(EXTRACTED DATA)

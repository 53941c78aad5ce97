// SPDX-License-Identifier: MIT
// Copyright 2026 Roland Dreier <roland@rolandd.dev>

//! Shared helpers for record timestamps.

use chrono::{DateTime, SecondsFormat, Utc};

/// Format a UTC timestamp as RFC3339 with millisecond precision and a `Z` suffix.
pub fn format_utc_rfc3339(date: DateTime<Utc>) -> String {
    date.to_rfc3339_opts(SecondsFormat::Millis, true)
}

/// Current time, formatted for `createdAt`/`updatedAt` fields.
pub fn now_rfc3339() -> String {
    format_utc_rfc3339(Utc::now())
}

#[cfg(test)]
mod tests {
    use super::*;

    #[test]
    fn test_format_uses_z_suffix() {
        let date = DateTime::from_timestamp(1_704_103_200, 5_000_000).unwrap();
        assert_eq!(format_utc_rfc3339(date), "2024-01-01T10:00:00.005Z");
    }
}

(End EXTRACTED DATA)
(EXTRACTED DATA)

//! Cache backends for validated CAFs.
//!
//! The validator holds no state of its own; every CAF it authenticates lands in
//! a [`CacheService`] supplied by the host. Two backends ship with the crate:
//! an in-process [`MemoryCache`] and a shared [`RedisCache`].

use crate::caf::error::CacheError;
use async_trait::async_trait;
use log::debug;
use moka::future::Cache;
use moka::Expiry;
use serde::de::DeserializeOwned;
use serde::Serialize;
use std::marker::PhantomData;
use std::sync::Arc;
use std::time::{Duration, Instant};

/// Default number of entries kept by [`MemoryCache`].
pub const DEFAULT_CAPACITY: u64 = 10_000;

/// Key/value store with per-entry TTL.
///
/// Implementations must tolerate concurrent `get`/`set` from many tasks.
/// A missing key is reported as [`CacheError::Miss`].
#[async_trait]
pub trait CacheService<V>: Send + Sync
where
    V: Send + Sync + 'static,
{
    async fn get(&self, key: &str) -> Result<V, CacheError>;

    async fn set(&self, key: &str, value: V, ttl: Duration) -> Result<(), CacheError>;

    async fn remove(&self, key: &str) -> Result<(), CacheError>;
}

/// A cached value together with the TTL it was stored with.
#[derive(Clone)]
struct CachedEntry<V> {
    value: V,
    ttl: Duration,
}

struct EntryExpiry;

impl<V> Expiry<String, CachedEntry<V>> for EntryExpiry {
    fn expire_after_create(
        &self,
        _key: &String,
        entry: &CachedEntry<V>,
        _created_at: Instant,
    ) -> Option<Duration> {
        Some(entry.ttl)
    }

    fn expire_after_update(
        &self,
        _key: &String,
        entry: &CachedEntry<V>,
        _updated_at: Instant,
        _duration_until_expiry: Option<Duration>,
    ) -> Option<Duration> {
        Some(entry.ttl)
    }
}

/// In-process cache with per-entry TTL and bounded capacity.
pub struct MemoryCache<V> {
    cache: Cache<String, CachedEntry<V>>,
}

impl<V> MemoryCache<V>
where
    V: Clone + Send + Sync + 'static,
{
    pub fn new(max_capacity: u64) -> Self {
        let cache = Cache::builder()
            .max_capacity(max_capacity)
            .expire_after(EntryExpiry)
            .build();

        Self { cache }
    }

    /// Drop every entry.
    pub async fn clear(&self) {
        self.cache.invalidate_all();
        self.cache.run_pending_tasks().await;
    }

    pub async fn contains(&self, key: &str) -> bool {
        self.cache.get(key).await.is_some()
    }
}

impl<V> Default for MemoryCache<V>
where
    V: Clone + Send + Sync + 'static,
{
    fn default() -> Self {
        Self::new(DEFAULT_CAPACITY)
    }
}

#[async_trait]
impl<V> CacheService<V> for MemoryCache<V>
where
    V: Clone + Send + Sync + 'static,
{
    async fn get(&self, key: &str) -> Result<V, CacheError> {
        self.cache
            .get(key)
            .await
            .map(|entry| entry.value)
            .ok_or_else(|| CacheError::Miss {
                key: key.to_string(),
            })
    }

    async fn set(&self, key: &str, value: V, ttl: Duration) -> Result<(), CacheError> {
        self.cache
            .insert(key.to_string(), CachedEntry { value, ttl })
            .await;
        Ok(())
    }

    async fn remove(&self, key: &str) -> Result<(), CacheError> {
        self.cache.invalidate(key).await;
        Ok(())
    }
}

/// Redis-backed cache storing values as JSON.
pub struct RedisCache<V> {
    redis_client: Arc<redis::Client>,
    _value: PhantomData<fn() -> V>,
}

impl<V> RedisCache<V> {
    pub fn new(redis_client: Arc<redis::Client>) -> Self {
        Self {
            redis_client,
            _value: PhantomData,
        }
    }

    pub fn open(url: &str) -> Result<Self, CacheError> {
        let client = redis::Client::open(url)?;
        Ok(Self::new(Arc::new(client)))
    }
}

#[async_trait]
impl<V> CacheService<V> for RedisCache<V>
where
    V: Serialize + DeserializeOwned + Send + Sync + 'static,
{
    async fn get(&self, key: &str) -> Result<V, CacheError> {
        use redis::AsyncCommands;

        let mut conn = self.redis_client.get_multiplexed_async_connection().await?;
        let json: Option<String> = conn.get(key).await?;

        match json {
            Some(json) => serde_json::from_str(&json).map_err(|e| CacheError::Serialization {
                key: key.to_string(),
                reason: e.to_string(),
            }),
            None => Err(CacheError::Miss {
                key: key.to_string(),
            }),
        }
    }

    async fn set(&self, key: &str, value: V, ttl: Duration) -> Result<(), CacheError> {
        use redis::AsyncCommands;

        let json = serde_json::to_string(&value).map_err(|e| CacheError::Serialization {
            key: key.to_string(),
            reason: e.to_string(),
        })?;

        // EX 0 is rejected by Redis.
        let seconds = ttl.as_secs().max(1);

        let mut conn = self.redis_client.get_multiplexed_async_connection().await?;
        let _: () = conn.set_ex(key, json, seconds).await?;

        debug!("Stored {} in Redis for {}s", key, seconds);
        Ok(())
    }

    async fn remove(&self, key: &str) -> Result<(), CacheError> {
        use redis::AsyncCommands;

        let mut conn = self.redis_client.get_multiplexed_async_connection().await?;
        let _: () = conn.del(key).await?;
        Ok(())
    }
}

(End EXTRACTED DATA)

Lines above with "CacheService" in them are the ones to copy.

> _PROBLEM SOLUTION_
//! a [`CacheService`] supplied by the host. Two backends ship with the crate:
pub trait CacheService<V>: Send + Sync
impl<V> CacheService<V> for MemoryCache<V>
impl<V> CacheService<V> for RedisCache<V>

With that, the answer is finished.